▸ WHAT NEEDS TO BE DONE: Repeat the records below exactly.

▸ EXERCISE INPUT:
********

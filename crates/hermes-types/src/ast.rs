//! AST node types for the Hermes language.
//!
//! Nodes are built once by the parser and never mutated afterwards.
//! Function declarations are reference-counted so the evaluator can keep
//! them in its function table after the program that declared them is gone.
//! Every node carries a [`Span`] for error reporting.

use crate::Span;
use std::rc::Rc;

// ══════════════════════════════════════════════════════════════════════════════
// Top Level
// ══════════════════════════════════════════════════════════════════════════════

/// An ordered sequence of statements: a whole file, a REPL line, or a block body.
#[derive(Debug, Clone, PartialEq, Default)]
pub struct Program {
    pub stmts: Vec<Stmt>,
}

impl Program {
    pub fn new(stmts: Vec<Stmt>) -> Self {
        Self { stmts }
    }

    /// Top-level function declarations, in source order.
    pub fn functions(&self) -> impl Iterator<Item = &Rc<FunctionDecl>> {
        self.stmts.iter().filter_map(|stmt| match stmt {
            Stmt::Function(func) => Some(func),
            _ => None,
        })
    }
}

/// `!module["name"]` followed by a program body.
#[derive(Debug, Clone, PartialEq)]
pub struct Module {
    pub name: String,
    pub body: Program,
    pub span: Span,
}

// ══════════════════════════════════════════════════════════════════════════════
// Statements
// ══════════════════════════════════════════════════════════════════════════════

#[derive(Debug, Clone, PartialEq)]
pub enum Stmt {
    /// `var name = expr` (only produced for a `for` initializer)
    VarDecl(VarDecl),
    /// `var a, b = x, y`; every `var` statement, even with one name
    MultiAssign(MultiAssign),
    /// `func name(params) { body }` or `func name(params) => expr`
    Function(Rc<FunctionDecl>),
    /// `if cond { ... } else if cond { ... } else { ... }`
    If(IfStmt),
    /// `for (init; cond; incr) { ... }`
    For(ForStmt),
    /// `return [expr]`
    Return(ReturnStmt),
    /// `@import name`
    Import(ImportStmt),
    /// A module header met inside a program; the rest of the body belongs to it.
    Module(Module),
    /// A bare expression (value is discarded).
    Expr(Expr),
}

/// `var name = expr`
#[derive(Debug, Clone, PartialEq)]
pub struct VarDecl {
    pub name: String,
    pub value: Expr,
    pub span: Span,
}

/// `var a, b, ... = e1, e2, ...`. `names` and `values` always have the same length.
#[derive(Debug, Clone, PartialEq)]
pub struct MultiAssign {
    pub names: Vec<String>,
    pub values: Vec<Expr>,
    pub span: Span,
}

#[derive(Debug, Clone, PartialEq)]
pub struct FunctionDecl {
    pub name: String,
    pub params: Vec<String>,
    pub body: Vec<Stmt>,
    pub span: Span,
}

#[derive(Debug, Clone, PartialEq)]
pub struct IfStmt {
    pub condition: Expr,
    pub body: Program,
    pub else_ifs: Vec<ElseIf>,
    pub else_body: Option<Program>,
    pub span: Span,
}

/// `else if cond { ... }`
#[derive(Debug, Clone, PartialEq)]
pub struct ElseIf {
    pub condition: Expr,
    pub body: Program,
    pub span: Span,
}

/// `for (init; cond; incr) { body }`. A missing condition is parsed as a truthy literal.
#[derive(Debug, Clone, PartialEq)]
pub struct ForStmt {
    pub init: Option<Box<Stmt>>,
    pub condition: Expr,
    pub increment: Option<Expr>,
    pub body: Program,
    pub span: Span,
}

#[derive(Debug, Clone, PartialEq)]
pub struct ReturnStmt {
    pub value: Option<Expr>,
    pub span: Span,
}

#[derive(Debug, Clone, PartialEq)]
pub struct ImportStmt {
    pub module: String,
    pub span: Span,
}

// ══════════════════════════════════════════════════════════════════════════════
// Expressions
// ══════════════════════════════════════════════════════════════════════════════

#[derive(Debug, Clone, PartialEq)]
pub struct Expr {
    pub kind: ExprKind,
    pub span: Span,
}

impl Expr {
    pub fn new(kind: ExprKind, span: Span) -> Self {
        Self { kind, span }
    }
}

#[derive(Debug, Clone, PartialEq)]
pub enum ExprKind {
    /// Number or string literal; its runtime type is decided by the evaluator.
    Literal(Literal),
    /// `name`
    Variable(String),
    /// `[e1, e2, ...]`
    ArrayLiteral(Vec<Expr>),
    /// `array[index]`
    ArrayAccess {
        array: Box<Expr>,
        index: Box<Expr>,
    },
    /// `left op right`
    Binary {
        left: Box<Expr>,
        op: BinOp,
        right: Box<Expr>,
    },
    /// `-operand`
    Negate(Box<Expr>),
    /// `target = value` (right-associative)
    Assign {
        target: Box<Expr>,
        value: Box<Expr>,
    },
    /// `++x` / `x++`
    Increment { name: String, prefix: bool },
    /// `--x` / `x--`
    Decrement { name: String, prefix: bool },
    /// `name(args)` or `module.name(args)`
    Call { target: CallTarget, args: Vec<Expr> },
}

/// Literal payload, kept as source text.
#[derive(Debug, Clone, PartialEq)]
pub enum Literal {
    Number(String),
    String(String),
}

impl Literal {
    pub fn text(&self) -> &str {
        match self {
            Literal::Number(text) | Literal::String(text) => text,
        }
    }
}

/// The callee of a call expression. Dotted names are split at parse time.
#[derive(Debug, Clone, PartialEq, Eq)]
pub enum CallTarget {
    /// `name(...)`, a user-defined function
    Local(String),
    /// `module.function(...)`
    Qualified { module: String, function: String },
}

impl std::fmt::Display for CallTarget {
    fn fmt(&self, f: &mut std::fmt::Formatter<'_>) -> std::fmt::Result {
        match self {
            CallTarget::Local(name) => f.write_str(name),
            CallTarget::Qualified { module, function } => write!(f, "{module}.{function}"),
        }
    }
}

// ── Binary Operators ──────────────────────────────────────────────────────────

#[derive(Debug, Clone, Copy, PartialEq, Eq)]
pub enum BinOp {
    // Comparison
    Eq,
    NotEq,
    Less,
    Greater,
    LessEq,
    GreaterEq,
    // Arithmetic
    Add,
    Sub,
    Mul,
    Div,
    Mod,
}

impl BinOp {
    /// Returns the operator symbol for error messages.
    pub fn as_str(&self) -> &'static str {
        match self {
            BinOp::Eq => "==",
            BinOp::NotEq => "!=",
            BinOp::Less => "<",
            BinOp::Greater => ">",
            BinOp::LessEq => "<=",
            BinOp::GreaterEq => ">=",
            BinOp::Add => "+",
            BinOp::Sub => "-",
            BinOp::Mul => "*",
            BinOp::Div => "/",
            BinOp::Mod => "%",
        }
    }
}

********

▸ REPLY TO THE EXERCISE:
filename crates/hermes-types/src/ast.rs
//! AST node types for the Hermes language.
//!
//! Nodes are built once by the parser and never mutated afterwards.
//! Function declarations are reference-counted so the evaluator can keep
//! them in its function table after the program that declared them is gone.
//! Every node carries a [`Span`] for error reporting.

use crate::Span;
use std::rc::Rc;

// ══════════════════════════════════════════════════════════════════════════════
// Top Level
// ══════════════════════════════════════════════════════════════════════════════

/// An ordered sequence of statements: a whole file, a REPL line, or a block body.
#[derive(Debug, Clone, PartialEq, Default)]
pub struct Program {
    pub stmts: Vec<Stmt>,
}

impl Program {
    pub fn new(stmts: Vec<Stmt>) -> Self {
        Self { stmts }
    }

    /// Top-level function declarations, in source order.
    pub fn functions(&self) -> impl Iterator<Item = &Rc<FunctionDecl>> {
        self.stmts.iter().filter_map(|stmt| match stmt {
            Stmt::Function(func) => Some(func),
            _ => None,
        })
    }
}

/// `!module["name"]` followed by a program body.
#[derive(Debug, Clone, PartialEq)]
pub struct Module {
    pub name: String,
    pub body: Program,
    pub span: Span,
}

// ══════════════════════════════════════════════════════════════════════════════
// Statements
// ══════════════════════════════════════════════════════════════════════════════

#[derive(Debug, Clone, PartialEq)]
pub enum Stmt {
    /// `var name = expr` (only produced for a `for` initializer)
    VarDecl(VarDecl),
    /// `var a, b = x, y`; every `var` statement, even with one name
    MultiAssign(MultiAssign),
    /// `func name(params) { body }` or `func name(params) => expr`
    Function(Rc<FunctionDecl>),
    /// `if cond { ... } else if cond { ... } else { ... }`
    If(IfStmt),
    /// `for (init; cond; incr) { ... }`
    For(ForStmt),
    /// `return [expr]`
    Return(ReturnStmt),
    /// `@import name`
    Import(ImportStmt),
    /// A module header met inside a program; the rest of the body belongs to it.
    Module(Module),
    /// A bare expression (value is discarded).
    Expr(Expr),
}

/// `var name = expr`
#[derive(Debug, Clone, PartialEq)]
pub struct VarDecl {
    pub name: String,
    pub value: Expr,
    pub span: Span,
}

/// `var a, b, ... = e1, e2, ...`. `names` and `values` always have the same length.
#[derive(Debug, Clone, PartialEq)]
pub struct MultiAssign {
    pub names: Vec<String>,
    pub values: Vec<Expr>,
    pub span: Span,
}

#[derive(Debug, Clone, PartialEq)]
pub struct FunctionDecl {
    pub name: String,
    pub params: Vec<String>,
    pub body: Vec<Stmt>,
    pub span: Span,
}

#[derive(Debug, Clone, PartialEq)]
pub struct IfStmt {
    pub condition: Expr,
    pub body: Program,
    pub else_ifs: Vec<ElseIf>,
    pub else_body: Option<Program>,
    pub span: Span,
}

/// `else if cond { ... }`
#[derive(Debug, Clone, PartialEq)]
pub struct ElseIf {
    pub condition: Expr,
    pub body: Program,
    pub span: Span,
}

/// `for (init; cond; incr) { body }`. A missing condition is parsed as a truthy literal.
#[derive(Debug, Clone, PartialEq)]
pub struct ForStmt {
    pub init: Option<Box<Stmt>>,
    pub condition: Expr,
    pub increment: Option<Expr>,
    pub body: Program,
    pub span: Span,
}

#[derive(Debug, Clone, PartialEq)]
pub struct ReturnStmt {
    pub value: Option<Expr>,
    pub span: Span,
}

#[derive(Debug, Clone, PartialEq)]
pub struct ImportStmt {
    pub module: String,
    pub span: Span,
}

// ══════════════════════════════════════════════════════════════════════════════
// Expressions
// ══════════════════════════════════════════════════════════════════════════════

#[derive(Debug, Clone, PartialEq)]
pub struct Expr {
    pub kind: ExprKind,
    pub span: Span,
}

impl Expr {
    pub fn new(kind: ExprKind, span: Span) -> Self {
        Self { kind, span }
    }
}

#[derive(Debug, Clone, PartialEq)]
pub enum ExprKind {
    /// Number or string literal; its runtime type is decided by the evaluator.
    Literal(Literal),
    /// `name`
    Variable(String),
    /// `[e1, e2, ...]`
    ArrayLiteral(Vec<Expr>),
    /// `array[index]`
    ArrayAccess {
        array: Box<Expr>,
        index: Box<Expr>,
    },
    /// `left op right`
    Binary {
        left: Box<Expr>,
        op: BinOp,
        right: Box<Expr>,
    },
    /// `-operand`
    Negate(Box<Expr>),
    /// `target = value` (right-associative)
    Assign {
        target: Box<Expr>,
        value: Box<Expr>,
    },
    /// `++x` / `x++`
    Increment { name: String, prefix: bool },
    /// `--x` / `x--`
    Decrement { name: String, prefix: bool },
    /// `name(args)` or `module.name(args)`
    Call { target: CallTarget, args: Vec<Expr> },
}

/// Literal payload, kept as source text.
#[derive(Debug, Clone, PartialEq)]
pub enum Literal {
    Number(String),
    String(String),
}

impl Literal {
    pub fn text(&self) -> &str {
        match self {
            Literal::Number(text) | Literal::String(text) => text,
        }
    }
}

/// The callee of a call expression. Dotted names are split at parse time.
#[derive(Debug, Clone, PartialEq, Eq)]
pub enum CallTarget {
    /// `name(...)`, a user-defined function
    Local(String),
    /// `module.function(...)`
    Qualified { module: String, function: String },
}

impl std::fmt::Display for CallTarget {
    fn fmt(&self, f: &mut std::fmt::Formatter<'_>) -> std::fmt::Result {
        match self {
            CallTarget::Local(name) => f.write_str(name),
            CallTarget::Qualified { module, function } => write!(f, "{module}.{function}"),
        }
    }
}

// ── Binary Operators ──────────────────────────────────────────────────────────

#[derive(Debug, Clone, Copy, PartialEq, Eq)]
pub enum BinOp {
    // Comparison
    Eq,
    NotEq,
    Less,
    Greater,
    LessEq,
    GreaterEq,
    // Arithmetic
    Add,
    Sub,
    Mul,
    Div,
    Mod,
}

impl BinOp {
    /// Returns the operator symbol for error messages.
    pub fn as_str(&self) -> &'static str {
        match self {
            BinOp::Eq => "==",
            BinOp::NotEq => "!=",
            BinOp::Less => "<",
            BinOp::Greater => ">",
            BinOp::LessEq => "<=",
            BinOp::GreaterEq => ">=",
            BinOp::Add => "+",
            BinOp::Sub => "-",
            BinOp::Mul => "*",
            BinOp::Div => "/",
            BinOp::Mod => "%",
        }
    }
}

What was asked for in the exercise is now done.